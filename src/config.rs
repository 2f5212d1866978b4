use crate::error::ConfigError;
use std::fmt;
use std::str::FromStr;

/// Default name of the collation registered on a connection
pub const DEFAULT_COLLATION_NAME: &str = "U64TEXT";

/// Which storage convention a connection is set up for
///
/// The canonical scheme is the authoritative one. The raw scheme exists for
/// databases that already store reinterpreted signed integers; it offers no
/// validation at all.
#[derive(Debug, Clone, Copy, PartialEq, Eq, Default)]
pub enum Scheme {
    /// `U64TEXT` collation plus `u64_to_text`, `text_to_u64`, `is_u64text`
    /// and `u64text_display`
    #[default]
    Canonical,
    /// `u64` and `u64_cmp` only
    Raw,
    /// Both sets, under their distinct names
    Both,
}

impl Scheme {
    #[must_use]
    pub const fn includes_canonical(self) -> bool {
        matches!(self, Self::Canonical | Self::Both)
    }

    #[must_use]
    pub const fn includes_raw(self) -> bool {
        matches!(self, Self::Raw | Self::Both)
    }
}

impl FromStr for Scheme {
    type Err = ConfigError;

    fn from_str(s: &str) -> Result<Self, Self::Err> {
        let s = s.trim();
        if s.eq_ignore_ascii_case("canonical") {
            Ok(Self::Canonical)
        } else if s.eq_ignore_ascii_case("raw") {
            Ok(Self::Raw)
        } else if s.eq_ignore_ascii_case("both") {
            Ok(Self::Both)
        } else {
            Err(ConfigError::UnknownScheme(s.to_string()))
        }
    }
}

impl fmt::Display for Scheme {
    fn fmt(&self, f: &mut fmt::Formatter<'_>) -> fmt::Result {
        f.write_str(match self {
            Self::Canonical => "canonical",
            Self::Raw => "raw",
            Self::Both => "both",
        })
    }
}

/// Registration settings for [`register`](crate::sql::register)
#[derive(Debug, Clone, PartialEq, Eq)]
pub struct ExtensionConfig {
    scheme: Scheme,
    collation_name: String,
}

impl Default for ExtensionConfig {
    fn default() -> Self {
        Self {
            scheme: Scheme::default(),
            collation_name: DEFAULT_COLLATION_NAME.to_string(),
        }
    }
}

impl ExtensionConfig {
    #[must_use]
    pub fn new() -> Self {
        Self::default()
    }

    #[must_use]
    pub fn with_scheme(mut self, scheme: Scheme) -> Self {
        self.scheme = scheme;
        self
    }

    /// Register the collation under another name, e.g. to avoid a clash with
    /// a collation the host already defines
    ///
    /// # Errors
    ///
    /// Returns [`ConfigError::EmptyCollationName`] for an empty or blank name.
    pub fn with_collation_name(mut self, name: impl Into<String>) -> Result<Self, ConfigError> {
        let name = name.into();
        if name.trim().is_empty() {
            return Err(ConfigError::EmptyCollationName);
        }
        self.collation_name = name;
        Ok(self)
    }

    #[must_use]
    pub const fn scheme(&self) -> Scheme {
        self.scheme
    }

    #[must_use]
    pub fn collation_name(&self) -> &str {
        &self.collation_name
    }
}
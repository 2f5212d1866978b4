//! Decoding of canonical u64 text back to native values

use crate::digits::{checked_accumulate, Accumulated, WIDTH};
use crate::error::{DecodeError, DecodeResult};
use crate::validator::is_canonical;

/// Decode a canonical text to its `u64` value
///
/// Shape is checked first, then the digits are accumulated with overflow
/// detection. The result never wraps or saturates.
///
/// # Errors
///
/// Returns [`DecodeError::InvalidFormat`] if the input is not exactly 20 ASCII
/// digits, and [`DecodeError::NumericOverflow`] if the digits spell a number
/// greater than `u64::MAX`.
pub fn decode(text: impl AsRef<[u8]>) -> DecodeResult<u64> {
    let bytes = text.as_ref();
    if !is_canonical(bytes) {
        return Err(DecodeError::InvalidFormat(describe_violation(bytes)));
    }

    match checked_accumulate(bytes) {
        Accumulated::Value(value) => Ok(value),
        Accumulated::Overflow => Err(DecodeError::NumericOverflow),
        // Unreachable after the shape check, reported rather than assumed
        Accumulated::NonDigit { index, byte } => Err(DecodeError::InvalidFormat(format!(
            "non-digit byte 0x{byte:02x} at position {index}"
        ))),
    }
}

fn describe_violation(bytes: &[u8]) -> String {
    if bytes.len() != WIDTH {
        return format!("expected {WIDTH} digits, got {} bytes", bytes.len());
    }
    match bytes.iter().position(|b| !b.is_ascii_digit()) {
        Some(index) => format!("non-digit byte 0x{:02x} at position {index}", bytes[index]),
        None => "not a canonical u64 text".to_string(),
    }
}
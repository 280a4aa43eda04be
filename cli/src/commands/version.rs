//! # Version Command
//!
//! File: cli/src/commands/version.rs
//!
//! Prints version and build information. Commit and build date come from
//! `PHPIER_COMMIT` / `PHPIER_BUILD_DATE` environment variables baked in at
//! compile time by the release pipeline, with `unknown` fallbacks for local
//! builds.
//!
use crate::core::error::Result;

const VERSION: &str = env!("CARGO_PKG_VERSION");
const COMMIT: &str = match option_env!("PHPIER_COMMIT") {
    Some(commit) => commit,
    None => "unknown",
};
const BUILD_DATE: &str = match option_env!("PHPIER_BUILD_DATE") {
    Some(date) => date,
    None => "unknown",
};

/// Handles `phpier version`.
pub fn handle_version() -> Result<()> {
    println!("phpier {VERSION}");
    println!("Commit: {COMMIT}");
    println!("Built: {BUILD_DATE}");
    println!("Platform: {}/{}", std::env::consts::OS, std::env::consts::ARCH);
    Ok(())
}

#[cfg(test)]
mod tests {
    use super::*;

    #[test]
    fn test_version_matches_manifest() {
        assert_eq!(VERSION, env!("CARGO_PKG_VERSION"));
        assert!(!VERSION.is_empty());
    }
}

* * *

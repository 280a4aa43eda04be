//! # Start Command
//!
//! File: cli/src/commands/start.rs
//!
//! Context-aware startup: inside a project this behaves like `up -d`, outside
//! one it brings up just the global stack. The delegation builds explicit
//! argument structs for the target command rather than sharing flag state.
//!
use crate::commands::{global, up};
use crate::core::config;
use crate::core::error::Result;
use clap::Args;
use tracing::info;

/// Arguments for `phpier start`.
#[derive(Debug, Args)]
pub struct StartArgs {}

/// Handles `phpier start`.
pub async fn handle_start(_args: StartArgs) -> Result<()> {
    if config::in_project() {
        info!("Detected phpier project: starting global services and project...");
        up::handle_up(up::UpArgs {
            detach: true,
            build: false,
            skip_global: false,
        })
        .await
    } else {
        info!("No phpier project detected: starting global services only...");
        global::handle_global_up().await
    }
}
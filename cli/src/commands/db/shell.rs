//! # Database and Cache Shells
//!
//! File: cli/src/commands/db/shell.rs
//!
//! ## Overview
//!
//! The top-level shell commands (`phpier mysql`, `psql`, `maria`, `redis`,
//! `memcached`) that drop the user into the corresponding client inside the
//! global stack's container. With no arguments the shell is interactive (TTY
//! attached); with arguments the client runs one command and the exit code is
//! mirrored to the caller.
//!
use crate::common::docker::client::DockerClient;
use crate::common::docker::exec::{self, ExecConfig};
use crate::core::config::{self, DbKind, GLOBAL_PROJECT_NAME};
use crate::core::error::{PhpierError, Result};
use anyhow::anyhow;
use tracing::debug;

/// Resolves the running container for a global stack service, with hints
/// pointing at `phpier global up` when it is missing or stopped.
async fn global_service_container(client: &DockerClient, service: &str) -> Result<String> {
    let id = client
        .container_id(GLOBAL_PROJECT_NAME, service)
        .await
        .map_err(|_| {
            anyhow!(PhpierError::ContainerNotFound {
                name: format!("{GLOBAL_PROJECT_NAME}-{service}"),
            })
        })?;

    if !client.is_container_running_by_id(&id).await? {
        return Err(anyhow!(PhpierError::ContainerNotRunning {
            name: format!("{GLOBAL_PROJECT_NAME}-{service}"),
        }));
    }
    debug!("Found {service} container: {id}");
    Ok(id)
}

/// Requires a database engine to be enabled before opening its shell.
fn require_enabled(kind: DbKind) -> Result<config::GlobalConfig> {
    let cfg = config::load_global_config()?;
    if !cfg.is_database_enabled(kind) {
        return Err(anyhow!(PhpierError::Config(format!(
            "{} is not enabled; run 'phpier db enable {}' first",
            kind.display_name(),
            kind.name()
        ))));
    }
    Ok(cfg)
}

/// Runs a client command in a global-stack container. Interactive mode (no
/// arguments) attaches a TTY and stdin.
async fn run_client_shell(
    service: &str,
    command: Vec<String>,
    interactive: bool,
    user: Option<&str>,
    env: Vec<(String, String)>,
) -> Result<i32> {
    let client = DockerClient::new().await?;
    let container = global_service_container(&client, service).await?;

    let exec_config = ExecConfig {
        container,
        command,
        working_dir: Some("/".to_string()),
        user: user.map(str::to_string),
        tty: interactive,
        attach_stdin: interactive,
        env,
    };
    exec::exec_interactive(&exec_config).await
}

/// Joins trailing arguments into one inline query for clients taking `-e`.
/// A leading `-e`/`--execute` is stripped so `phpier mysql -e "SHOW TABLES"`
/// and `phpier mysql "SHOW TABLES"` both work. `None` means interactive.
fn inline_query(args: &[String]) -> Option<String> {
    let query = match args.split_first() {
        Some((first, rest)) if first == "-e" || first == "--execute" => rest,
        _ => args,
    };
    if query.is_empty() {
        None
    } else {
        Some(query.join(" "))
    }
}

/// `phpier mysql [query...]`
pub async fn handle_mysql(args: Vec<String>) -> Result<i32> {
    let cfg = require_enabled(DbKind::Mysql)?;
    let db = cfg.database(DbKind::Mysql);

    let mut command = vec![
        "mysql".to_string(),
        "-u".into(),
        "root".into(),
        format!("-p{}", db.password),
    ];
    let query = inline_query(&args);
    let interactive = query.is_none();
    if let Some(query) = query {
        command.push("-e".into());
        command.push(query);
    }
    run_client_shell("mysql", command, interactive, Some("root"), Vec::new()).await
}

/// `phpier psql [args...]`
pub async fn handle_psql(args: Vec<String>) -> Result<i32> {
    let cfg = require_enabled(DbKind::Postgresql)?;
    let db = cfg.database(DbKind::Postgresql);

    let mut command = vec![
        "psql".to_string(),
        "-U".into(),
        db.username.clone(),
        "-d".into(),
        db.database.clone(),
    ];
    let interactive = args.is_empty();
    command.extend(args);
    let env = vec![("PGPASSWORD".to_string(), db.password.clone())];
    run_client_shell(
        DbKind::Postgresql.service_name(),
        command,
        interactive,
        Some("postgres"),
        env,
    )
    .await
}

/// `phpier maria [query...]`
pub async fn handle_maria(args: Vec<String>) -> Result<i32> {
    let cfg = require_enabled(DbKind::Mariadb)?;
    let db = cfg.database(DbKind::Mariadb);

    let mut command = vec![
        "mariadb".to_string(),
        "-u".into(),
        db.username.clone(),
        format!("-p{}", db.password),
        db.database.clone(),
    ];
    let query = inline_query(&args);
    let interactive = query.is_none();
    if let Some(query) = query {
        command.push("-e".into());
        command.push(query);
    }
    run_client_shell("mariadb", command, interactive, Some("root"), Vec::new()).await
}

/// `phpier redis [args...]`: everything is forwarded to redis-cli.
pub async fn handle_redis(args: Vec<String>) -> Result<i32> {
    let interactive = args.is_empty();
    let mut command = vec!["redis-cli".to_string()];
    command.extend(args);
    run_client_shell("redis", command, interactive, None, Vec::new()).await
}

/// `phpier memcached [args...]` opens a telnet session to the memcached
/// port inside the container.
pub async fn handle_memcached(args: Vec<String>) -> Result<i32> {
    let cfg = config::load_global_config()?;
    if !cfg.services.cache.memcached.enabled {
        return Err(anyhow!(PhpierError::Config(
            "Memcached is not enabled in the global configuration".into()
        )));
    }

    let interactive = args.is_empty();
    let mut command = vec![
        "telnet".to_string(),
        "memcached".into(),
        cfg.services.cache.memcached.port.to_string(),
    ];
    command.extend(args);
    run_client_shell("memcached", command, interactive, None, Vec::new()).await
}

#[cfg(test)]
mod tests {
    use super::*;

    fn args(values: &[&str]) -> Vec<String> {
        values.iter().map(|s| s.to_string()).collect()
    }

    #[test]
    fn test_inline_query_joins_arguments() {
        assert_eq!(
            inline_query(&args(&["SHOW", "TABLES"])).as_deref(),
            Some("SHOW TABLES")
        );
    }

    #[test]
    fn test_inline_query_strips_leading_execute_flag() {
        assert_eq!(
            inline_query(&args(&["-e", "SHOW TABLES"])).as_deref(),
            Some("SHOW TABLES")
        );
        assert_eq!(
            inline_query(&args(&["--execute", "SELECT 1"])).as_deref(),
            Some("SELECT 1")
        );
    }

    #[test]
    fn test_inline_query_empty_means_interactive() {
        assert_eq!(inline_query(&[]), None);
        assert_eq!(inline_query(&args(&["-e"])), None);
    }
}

==

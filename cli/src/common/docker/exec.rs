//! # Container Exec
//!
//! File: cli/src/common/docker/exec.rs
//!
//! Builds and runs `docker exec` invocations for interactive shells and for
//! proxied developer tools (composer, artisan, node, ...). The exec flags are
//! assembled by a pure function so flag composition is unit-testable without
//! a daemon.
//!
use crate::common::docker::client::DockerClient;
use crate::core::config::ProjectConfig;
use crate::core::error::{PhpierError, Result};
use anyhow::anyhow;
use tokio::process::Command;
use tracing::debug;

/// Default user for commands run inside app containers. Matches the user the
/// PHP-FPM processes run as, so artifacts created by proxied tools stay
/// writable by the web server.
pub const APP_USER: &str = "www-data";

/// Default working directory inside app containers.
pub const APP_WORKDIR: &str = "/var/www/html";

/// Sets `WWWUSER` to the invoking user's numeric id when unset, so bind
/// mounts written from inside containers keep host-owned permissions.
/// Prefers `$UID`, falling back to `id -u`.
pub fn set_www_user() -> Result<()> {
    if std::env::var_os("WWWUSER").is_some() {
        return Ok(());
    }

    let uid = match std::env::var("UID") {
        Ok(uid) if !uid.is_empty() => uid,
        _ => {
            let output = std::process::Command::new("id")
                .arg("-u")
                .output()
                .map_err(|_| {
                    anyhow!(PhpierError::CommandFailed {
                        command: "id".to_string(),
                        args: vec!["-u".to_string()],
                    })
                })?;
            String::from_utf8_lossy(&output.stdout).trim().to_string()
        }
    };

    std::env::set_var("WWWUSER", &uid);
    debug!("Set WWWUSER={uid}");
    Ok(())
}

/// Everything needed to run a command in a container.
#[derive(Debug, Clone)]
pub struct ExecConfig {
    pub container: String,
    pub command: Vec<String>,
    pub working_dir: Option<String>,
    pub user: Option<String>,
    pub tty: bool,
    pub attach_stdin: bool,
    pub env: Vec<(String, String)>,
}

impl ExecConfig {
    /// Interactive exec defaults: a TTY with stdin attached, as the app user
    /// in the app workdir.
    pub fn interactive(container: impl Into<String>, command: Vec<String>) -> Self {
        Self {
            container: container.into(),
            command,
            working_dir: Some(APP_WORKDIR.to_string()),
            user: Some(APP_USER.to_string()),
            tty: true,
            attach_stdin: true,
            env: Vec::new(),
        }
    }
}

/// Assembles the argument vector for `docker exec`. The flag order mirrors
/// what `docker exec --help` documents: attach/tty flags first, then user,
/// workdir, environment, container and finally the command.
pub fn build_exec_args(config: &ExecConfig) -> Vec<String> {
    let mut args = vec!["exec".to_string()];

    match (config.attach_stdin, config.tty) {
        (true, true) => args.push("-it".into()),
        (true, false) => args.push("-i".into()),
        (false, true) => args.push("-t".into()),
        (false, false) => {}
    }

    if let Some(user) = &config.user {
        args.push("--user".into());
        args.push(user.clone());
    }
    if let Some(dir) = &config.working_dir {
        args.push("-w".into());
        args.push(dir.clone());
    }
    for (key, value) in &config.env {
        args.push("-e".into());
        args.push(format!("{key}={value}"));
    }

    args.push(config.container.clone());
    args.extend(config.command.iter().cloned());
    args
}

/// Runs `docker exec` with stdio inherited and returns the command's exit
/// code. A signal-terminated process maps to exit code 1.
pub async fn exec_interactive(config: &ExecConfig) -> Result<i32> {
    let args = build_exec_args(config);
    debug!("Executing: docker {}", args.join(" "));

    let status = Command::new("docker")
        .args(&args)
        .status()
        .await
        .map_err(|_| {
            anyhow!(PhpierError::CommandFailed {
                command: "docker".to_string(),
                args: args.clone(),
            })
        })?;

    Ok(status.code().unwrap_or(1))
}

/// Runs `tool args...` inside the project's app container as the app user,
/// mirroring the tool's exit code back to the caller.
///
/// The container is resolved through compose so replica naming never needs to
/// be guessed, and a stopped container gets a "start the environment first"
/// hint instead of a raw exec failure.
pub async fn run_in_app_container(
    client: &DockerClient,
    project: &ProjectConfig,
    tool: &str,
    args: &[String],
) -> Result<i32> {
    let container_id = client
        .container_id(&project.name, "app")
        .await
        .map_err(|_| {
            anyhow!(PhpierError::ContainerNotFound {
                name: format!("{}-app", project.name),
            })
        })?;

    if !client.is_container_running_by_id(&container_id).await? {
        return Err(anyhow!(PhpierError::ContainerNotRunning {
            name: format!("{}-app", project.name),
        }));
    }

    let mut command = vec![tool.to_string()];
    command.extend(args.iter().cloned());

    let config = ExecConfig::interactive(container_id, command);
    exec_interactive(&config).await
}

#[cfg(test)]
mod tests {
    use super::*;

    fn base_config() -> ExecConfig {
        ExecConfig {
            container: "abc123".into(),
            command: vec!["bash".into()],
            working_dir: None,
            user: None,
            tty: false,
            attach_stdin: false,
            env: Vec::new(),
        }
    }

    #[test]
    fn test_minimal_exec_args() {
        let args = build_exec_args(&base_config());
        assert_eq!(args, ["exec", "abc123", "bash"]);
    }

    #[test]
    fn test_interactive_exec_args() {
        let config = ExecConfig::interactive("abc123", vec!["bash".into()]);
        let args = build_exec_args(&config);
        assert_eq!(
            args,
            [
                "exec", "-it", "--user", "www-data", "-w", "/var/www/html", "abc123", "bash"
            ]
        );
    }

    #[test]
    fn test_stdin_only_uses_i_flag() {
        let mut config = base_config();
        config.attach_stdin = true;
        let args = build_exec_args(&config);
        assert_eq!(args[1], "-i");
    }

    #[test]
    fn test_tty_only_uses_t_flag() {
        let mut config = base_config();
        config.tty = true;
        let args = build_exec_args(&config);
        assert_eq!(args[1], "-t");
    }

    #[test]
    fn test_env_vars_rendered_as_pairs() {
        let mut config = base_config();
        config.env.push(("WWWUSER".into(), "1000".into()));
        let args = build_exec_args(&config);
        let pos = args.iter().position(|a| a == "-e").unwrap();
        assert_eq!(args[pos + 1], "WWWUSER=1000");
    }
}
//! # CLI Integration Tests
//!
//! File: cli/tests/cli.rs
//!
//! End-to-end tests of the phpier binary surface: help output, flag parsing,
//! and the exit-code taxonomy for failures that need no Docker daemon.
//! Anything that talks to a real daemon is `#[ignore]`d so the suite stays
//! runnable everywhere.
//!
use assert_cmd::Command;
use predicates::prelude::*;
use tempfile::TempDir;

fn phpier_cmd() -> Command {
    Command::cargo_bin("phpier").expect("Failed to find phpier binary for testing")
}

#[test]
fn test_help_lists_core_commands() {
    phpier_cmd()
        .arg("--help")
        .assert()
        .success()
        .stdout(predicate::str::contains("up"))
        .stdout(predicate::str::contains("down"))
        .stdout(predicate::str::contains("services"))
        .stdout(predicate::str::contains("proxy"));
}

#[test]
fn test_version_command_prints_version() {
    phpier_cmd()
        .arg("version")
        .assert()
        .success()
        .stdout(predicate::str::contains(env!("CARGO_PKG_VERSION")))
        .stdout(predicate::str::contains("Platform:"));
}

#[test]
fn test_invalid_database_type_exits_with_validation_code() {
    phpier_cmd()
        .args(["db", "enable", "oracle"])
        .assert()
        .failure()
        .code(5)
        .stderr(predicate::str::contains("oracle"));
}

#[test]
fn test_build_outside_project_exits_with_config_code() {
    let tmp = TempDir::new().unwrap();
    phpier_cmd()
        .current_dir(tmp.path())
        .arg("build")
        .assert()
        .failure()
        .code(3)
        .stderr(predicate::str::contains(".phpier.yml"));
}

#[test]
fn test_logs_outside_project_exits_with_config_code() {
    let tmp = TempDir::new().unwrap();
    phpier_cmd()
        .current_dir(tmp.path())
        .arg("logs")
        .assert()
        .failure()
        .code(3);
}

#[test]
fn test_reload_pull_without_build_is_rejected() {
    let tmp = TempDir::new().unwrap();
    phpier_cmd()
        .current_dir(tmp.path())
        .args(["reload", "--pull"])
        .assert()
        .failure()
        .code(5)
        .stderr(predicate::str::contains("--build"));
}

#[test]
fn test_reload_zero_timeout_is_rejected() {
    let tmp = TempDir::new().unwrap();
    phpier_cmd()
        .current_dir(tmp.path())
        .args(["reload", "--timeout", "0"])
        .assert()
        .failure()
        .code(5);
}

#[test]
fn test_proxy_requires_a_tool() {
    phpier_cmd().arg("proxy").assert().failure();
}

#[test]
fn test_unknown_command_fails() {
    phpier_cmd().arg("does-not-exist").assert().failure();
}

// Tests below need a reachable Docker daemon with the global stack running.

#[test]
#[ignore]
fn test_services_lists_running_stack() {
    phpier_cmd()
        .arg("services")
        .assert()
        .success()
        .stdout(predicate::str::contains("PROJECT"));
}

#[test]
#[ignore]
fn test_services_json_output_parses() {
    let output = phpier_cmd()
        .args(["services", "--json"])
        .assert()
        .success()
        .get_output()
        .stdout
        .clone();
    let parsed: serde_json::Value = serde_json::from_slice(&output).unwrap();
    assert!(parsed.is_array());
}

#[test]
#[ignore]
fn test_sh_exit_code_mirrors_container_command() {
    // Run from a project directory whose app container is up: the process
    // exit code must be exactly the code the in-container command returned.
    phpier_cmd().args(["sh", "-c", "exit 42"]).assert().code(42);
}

=== TASK DIRECTIONS ===
Only a number is wanted here: how many lines of the records above include the string "false"?

=== EXERCISE RESPONSE ===
7